Nothing outside the range is wanted. Repeat exactly the lines below from the one with "Parse a menu" through the one with "impl<R: BufRead, W: Write> Prompt<R, W>".

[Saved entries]
------------------------------------

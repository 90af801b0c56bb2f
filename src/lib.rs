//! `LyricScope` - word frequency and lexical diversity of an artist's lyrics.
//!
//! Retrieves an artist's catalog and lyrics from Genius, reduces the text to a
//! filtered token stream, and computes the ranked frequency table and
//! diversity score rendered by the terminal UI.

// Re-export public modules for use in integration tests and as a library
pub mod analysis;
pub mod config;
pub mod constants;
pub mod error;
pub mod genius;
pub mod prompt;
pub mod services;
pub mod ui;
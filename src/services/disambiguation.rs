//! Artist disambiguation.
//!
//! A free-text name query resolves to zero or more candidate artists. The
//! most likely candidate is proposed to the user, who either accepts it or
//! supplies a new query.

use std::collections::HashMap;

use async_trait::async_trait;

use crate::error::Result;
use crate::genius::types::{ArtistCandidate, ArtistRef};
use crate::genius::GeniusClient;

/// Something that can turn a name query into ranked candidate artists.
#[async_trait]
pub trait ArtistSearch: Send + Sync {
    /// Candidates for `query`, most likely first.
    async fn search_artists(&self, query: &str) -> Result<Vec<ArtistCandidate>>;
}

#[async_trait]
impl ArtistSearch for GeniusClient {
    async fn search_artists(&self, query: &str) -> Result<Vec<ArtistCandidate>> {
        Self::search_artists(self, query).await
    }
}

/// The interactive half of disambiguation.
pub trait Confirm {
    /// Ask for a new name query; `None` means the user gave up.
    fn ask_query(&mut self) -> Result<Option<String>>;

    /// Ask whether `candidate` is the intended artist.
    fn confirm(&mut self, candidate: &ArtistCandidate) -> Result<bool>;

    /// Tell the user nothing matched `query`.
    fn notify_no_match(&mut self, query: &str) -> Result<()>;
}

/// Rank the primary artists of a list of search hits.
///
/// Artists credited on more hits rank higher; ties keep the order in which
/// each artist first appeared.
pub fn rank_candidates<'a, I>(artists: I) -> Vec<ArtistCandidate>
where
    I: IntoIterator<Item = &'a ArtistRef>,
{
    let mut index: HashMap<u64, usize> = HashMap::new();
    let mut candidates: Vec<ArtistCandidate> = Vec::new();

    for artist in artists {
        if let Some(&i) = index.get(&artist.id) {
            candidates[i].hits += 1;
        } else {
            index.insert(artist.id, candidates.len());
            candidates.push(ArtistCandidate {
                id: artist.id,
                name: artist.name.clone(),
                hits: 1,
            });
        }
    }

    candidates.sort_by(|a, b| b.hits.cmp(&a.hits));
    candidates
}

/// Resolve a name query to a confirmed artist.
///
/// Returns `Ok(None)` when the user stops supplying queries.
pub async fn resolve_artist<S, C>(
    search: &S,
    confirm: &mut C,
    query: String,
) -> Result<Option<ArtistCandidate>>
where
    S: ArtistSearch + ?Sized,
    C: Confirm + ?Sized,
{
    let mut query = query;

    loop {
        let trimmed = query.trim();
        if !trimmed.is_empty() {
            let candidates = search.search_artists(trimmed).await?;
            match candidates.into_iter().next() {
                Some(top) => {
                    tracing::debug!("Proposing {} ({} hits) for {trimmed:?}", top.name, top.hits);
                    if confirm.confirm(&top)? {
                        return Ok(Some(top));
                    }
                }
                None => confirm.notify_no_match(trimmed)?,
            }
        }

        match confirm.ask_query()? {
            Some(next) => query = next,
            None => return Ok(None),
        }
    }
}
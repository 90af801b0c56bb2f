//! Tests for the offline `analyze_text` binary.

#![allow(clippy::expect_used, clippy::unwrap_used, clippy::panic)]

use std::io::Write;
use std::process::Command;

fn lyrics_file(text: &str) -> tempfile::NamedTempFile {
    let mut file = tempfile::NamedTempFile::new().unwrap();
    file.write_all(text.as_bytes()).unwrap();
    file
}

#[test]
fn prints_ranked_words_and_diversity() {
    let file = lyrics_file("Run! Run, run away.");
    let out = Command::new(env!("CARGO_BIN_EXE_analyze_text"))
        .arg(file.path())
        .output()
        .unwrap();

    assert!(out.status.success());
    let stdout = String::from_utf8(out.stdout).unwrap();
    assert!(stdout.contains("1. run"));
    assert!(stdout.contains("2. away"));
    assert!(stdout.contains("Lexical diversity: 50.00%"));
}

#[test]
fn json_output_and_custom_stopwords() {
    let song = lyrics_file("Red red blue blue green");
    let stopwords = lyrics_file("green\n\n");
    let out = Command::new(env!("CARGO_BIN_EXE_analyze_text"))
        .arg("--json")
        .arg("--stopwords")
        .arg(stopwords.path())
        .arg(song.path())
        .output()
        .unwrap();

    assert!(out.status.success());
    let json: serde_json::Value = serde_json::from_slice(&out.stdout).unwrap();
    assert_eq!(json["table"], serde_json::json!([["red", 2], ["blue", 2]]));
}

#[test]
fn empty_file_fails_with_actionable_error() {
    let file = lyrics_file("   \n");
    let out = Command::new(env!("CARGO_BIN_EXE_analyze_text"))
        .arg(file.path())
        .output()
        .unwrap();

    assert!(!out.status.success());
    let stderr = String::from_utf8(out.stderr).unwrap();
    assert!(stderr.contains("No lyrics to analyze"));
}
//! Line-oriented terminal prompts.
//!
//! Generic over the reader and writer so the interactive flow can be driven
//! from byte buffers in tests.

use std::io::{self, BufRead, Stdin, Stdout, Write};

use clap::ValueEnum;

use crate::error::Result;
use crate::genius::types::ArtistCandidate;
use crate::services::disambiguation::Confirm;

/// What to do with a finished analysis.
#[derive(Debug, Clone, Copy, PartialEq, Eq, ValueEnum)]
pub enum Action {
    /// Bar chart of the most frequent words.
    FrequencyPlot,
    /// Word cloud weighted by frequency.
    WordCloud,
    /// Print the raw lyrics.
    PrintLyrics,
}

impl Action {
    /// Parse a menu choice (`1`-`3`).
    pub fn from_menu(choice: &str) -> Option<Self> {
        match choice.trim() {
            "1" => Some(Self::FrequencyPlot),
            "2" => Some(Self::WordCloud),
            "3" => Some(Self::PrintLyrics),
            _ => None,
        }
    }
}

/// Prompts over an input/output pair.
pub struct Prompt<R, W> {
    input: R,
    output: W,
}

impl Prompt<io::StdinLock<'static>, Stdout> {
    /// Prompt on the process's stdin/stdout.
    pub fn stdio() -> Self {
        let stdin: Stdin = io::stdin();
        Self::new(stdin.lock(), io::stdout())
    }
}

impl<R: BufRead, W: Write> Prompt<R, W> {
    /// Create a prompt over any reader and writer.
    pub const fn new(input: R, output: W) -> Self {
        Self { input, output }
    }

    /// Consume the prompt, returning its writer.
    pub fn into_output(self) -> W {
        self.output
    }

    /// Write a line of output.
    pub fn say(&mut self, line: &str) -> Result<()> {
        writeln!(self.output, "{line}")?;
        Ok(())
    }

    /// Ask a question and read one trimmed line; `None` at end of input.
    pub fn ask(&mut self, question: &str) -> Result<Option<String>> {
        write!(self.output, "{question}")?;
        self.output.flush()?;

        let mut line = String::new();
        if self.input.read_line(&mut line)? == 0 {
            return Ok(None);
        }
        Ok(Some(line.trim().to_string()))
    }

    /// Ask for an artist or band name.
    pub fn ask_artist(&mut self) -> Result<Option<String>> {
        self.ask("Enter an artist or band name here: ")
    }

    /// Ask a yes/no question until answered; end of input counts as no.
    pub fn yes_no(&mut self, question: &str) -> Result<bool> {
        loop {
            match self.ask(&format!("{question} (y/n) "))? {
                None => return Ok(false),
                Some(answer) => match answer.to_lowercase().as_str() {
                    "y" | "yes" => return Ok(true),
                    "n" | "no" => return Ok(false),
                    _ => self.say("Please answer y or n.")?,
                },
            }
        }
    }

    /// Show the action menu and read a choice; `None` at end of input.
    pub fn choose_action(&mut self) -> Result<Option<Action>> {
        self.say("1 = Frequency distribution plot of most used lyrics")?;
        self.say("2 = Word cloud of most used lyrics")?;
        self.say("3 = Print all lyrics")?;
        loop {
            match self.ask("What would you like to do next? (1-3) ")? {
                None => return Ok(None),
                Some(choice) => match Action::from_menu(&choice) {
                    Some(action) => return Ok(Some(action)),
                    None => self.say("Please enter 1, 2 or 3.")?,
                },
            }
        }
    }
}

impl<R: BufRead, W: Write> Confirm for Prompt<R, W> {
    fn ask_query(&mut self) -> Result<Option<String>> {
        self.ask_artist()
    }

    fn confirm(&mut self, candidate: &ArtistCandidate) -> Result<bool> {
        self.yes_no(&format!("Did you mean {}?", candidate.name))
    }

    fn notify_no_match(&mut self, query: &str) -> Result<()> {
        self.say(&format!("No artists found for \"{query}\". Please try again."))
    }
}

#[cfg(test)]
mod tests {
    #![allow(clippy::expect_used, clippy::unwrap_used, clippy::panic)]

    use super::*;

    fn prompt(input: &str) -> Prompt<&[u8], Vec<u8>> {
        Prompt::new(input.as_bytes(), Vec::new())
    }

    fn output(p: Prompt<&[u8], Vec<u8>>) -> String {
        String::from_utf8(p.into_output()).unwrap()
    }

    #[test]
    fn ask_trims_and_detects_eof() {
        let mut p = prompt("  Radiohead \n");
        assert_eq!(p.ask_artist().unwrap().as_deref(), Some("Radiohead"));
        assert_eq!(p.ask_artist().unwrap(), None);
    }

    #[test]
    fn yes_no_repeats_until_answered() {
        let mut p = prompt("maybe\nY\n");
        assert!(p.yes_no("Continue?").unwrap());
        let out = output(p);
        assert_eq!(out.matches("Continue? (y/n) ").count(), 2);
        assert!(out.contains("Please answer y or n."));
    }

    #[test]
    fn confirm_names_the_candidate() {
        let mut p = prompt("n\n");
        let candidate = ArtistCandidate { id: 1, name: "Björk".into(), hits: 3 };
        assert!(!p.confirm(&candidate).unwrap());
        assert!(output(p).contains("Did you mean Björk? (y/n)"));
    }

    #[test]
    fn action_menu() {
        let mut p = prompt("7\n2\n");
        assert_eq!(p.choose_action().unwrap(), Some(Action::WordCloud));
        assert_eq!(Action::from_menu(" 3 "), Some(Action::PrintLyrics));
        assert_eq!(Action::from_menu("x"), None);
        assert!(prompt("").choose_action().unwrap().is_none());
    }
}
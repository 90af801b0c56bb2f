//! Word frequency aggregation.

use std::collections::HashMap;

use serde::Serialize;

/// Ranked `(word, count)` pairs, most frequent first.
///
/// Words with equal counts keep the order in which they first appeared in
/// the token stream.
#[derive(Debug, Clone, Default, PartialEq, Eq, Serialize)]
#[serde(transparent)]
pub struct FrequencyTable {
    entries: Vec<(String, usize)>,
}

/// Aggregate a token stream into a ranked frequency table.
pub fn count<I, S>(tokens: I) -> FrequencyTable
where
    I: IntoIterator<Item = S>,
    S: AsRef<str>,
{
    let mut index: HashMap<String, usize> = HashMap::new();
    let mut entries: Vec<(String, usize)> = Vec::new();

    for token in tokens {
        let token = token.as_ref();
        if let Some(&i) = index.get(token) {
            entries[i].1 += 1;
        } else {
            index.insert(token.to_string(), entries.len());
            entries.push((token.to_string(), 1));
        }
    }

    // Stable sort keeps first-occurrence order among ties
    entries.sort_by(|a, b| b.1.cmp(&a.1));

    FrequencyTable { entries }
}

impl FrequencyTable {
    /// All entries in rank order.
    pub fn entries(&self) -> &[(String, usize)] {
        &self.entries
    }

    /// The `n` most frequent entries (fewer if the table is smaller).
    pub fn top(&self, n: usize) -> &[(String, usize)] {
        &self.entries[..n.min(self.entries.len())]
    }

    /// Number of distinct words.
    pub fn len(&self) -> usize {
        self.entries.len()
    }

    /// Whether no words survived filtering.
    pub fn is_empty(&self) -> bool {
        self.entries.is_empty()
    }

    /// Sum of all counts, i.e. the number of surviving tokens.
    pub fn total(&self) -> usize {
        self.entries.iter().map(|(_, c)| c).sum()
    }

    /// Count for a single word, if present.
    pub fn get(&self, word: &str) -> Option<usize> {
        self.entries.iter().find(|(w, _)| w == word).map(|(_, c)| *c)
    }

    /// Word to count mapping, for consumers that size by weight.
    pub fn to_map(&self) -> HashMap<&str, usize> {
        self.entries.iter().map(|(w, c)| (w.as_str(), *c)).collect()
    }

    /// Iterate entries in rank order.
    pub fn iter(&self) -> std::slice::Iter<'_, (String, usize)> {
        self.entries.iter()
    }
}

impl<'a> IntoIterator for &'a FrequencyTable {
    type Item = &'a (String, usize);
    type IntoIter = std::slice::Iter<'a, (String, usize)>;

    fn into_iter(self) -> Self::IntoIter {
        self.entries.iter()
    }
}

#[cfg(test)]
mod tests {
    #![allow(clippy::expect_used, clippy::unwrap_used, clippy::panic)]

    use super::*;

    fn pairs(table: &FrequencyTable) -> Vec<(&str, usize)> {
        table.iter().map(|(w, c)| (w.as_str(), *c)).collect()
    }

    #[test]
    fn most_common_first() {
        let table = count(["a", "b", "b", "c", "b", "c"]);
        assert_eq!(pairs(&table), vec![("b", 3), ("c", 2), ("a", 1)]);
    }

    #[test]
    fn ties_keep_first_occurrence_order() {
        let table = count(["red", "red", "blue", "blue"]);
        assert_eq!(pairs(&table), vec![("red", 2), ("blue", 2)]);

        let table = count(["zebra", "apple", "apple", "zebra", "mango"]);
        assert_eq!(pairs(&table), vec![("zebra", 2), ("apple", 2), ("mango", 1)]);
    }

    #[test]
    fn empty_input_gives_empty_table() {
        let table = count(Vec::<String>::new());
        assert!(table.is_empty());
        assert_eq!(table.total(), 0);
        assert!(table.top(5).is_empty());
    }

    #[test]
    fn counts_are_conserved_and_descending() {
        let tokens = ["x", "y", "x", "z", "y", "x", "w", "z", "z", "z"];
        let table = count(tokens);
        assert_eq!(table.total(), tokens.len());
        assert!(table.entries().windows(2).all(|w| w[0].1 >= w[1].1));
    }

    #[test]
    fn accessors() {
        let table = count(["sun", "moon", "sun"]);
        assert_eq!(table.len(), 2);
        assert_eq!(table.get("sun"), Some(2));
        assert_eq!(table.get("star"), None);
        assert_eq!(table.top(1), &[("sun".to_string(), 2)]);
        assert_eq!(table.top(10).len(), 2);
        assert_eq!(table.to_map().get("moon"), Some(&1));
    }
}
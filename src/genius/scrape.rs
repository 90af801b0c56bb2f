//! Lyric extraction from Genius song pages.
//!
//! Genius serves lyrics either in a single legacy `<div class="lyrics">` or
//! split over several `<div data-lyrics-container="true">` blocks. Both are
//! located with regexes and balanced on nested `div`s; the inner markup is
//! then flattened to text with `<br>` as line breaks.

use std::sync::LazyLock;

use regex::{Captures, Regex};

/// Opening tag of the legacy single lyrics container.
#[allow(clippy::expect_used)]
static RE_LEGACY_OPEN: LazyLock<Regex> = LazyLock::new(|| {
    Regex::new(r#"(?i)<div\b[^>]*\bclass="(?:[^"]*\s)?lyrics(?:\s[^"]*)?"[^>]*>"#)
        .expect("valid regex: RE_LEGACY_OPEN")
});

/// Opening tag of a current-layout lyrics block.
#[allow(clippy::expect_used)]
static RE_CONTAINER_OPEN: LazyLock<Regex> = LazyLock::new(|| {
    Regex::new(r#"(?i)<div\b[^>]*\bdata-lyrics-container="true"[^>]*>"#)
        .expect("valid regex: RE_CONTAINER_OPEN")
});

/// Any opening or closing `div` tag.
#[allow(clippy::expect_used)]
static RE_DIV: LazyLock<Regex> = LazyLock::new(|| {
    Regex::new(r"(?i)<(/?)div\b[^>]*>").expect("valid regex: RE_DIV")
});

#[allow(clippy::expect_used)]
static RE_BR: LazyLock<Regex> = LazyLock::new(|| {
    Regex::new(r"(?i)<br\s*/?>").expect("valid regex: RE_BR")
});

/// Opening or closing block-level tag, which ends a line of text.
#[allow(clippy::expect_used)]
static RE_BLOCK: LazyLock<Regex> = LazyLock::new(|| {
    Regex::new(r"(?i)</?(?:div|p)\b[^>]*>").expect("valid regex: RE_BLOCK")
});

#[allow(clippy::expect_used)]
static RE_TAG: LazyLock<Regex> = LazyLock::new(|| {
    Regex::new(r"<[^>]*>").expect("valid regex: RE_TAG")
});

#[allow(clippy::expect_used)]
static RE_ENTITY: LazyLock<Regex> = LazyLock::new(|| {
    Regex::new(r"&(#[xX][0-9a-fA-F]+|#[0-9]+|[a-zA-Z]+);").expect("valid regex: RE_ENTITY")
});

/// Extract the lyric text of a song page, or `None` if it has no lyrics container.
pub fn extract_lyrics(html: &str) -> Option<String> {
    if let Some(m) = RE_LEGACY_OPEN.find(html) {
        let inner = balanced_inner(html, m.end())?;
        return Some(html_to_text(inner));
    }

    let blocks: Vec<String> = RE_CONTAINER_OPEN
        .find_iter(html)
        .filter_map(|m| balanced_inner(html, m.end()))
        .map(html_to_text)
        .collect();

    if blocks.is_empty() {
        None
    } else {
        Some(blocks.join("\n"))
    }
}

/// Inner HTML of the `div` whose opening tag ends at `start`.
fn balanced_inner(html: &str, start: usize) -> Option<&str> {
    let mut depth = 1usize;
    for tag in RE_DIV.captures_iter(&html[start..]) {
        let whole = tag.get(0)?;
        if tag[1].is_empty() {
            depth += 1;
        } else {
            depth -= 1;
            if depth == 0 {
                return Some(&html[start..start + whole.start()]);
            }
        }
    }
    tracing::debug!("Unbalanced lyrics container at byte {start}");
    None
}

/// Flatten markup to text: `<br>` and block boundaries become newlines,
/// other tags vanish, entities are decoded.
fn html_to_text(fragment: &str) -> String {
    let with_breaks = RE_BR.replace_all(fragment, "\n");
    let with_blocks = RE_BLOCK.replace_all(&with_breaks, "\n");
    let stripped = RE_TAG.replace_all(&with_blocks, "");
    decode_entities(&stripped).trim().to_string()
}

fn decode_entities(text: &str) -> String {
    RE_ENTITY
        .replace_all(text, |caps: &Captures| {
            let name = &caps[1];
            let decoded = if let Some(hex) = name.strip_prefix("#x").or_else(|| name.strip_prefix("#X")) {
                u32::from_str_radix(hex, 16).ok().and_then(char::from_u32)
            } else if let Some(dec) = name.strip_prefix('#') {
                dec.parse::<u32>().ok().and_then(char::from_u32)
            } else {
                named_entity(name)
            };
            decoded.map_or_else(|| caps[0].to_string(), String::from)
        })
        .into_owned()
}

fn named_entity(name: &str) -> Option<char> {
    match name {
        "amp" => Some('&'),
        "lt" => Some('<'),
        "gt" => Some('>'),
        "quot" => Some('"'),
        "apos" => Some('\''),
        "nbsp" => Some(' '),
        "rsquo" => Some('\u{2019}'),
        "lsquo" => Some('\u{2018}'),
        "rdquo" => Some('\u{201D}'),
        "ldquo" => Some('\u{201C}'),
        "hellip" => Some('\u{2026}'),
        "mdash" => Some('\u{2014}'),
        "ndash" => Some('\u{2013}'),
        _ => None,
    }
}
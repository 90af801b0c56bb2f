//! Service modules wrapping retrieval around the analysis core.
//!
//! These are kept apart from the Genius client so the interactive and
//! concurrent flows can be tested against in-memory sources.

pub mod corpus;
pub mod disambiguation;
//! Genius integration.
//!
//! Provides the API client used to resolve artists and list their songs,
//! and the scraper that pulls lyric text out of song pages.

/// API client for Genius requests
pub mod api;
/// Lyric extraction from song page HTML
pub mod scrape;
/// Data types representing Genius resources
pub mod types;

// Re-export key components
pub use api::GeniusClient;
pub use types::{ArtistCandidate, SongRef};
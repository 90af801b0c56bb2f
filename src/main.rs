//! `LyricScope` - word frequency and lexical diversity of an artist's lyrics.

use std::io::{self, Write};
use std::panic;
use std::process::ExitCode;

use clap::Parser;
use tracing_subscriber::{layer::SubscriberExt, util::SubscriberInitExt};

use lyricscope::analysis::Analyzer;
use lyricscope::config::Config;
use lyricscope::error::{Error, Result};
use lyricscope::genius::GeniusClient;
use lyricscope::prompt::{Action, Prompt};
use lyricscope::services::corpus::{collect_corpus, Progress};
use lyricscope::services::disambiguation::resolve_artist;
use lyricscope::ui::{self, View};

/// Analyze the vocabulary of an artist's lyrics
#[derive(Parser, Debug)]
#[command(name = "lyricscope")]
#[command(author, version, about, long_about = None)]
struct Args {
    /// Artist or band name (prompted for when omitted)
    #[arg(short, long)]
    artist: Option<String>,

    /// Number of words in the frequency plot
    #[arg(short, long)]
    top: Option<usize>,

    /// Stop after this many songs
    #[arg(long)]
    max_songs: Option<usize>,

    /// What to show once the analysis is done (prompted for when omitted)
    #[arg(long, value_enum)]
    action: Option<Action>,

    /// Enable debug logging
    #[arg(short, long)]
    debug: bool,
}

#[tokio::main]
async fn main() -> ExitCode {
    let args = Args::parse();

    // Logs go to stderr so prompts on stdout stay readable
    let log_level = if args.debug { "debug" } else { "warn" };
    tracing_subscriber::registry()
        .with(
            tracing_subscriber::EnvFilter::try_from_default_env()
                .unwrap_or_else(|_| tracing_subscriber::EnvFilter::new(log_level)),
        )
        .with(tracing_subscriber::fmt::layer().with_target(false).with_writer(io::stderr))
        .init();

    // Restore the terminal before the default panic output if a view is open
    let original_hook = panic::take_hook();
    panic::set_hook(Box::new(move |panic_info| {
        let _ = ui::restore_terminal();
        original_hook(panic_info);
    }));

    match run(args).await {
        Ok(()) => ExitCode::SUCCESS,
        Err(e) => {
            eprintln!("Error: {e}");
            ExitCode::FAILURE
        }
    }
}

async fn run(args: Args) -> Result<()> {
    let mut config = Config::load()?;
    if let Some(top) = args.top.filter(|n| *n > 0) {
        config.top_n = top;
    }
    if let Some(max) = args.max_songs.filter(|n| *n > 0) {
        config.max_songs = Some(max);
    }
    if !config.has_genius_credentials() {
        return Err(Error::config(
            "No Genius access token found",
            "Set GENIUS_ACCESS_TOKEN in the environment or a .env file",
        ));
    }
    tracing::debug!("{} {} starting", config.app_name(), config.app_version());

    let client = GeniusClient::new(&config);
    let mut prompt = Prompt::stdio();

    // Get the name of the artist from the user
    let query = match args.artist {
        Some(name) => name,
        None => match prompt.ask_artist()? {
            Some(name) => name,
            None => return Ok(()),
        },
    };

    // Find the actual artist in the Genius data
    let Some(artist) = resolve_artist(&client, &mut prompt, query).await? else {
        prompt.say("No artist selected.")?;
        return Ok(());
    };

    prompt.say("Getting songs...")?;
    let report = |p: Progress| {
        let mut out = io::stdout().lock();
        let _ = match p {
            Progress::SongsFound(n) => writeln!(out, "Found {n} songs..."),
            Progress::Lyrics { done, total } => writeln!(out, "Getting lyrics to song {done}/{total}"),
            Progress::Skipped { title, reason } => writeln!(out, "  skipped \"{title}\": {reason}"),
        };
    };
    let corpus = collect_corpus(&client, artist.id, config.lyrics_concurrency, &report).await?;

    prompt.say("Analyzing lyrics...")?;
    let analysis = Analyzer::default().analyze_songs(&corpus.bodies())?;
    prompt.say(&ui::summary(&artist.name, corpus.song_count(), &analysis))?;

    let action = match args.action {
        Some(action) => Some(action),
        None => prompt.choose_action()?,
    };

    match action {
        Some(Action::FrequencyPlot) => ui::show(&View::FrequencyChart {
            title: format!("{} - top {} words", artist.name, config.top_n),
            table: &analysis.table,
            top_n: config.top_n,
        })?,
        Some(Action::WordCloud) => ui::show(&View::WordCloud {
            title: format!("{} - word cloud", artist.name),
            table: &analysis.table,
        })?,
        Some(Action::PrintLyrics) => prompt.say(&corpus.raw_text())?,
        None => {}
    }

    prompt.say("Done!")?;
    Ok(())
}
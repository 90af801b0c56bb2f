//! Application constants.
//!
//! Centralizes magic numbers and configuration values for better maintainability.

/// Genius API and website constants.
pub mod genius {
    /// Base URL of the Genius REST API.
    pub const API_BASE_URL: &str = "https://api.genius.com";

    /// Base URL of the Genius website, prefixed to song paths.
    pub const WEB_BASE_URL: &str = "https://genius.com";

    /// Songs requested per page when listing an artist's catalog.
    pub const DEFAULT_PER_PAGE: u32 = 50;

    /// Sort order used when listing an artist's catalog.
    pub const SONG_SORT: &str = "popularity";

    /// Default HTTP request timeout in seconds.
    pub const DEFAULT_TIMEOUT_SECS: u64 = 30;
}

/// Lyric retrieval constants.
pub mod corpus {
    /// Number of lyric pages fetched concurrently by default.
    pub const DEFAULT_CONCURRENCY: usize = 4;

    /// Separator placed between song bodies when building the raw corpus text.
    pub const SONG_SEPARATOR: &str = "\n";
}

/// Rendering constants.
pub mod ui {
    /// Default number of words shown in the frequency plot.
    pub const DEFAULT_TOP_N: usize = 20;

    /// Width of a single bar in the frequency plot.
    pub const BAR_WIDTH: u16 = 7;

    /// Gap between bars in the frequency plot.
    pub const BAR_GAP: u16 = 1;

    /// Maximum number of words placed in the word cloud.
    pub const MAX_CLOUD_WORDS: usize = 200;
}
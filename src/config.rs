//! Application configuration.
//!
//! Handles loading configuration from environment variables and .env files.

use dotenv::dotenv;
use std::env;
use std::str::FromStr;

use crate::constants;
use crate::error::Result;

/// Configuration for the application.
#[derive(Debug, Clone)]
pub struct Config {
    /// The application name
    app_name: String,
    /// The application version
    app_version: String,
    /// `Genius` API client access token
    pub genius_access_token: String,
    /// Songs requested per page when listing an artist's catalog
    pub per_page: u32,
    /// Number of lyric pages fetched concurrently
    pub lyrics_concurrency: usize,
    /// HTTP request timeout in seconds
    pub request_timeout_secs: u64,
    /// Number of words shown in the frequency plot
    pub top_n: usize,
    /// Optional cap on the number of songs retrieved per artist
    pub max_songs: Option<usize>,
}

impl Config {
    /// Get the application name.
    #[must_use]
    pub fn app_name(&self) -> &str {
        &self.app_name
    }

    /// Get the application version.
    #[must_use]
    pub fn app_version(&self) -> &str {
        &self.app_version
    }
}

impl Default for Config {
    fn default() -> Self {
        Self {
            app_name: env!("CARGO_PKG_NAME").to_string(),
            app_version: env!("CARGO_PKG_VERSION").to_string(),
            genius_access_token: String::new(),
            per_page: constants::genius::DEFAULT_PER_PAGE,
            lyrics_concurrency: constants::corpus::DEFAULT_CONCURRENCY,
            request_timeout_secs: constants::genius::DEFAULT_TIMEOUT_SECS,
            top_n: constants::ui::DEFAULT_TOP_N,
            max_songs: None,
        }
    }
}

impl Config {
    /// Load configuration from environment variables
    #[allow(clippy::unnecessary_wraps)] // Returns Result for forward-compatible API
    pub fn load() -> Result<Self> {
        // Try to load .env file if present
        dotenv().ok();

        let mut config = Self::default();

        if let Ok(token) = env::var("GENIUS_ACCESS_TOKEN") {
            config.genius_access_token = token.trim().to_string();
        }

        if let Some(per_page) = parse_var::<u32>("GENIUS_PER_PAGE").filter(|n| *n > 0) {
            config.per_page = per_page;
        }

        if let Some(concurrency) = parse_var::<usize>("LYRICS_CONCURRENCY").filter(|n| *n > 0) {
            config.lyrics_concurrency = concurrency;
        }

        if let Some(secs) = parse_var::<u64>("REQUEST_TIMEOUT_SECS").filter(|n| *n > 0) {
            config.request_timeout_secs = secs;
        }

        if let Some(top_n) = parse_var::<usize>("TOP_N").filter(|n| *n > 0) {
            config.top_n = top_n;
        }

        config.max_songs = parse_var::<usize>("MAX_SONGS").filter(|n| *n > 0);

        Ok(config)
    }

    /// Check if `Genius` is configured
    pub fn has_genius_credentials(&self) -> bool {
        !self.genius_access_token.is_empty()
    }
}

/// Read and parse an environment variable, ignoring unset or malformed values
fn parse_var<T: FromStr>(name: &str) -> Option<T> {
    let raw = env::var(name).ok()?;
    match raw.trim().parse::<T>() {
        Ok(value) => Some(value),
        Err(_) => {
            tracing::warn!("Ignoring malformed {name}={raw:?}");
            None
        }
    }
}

------------------------------------

■ **OUTPUT FOR THIS TASK**
    /// Parse a menu choice (`1`-`3`).
    pub fn from_menu(choice: &str) -> Option<Self> {
        match choice.trim() {
            "1" => Some(Self::FrequencyPlot),
            "2" => Some(Self::WordCloud),
            "3" => Some(Self::PrintLyrics),
            _ => None,
        }
    }
}

/// Prompts over an input/output pair.
pub struct Prompt<R, W> {
    input: R,
    output: W,
}

impl Prompt<io::StdinLock<'static>, Stdout> {
    /// Prompt on the process's stdin/stdout.
    pub fn stdio() -> Self {
        let stdin: Stdin = io::stdin();
        Self::new(stdin.lock(), io::stdout())
    }
}

impl<R: BufRead, W: Write> Prompt<R, W> {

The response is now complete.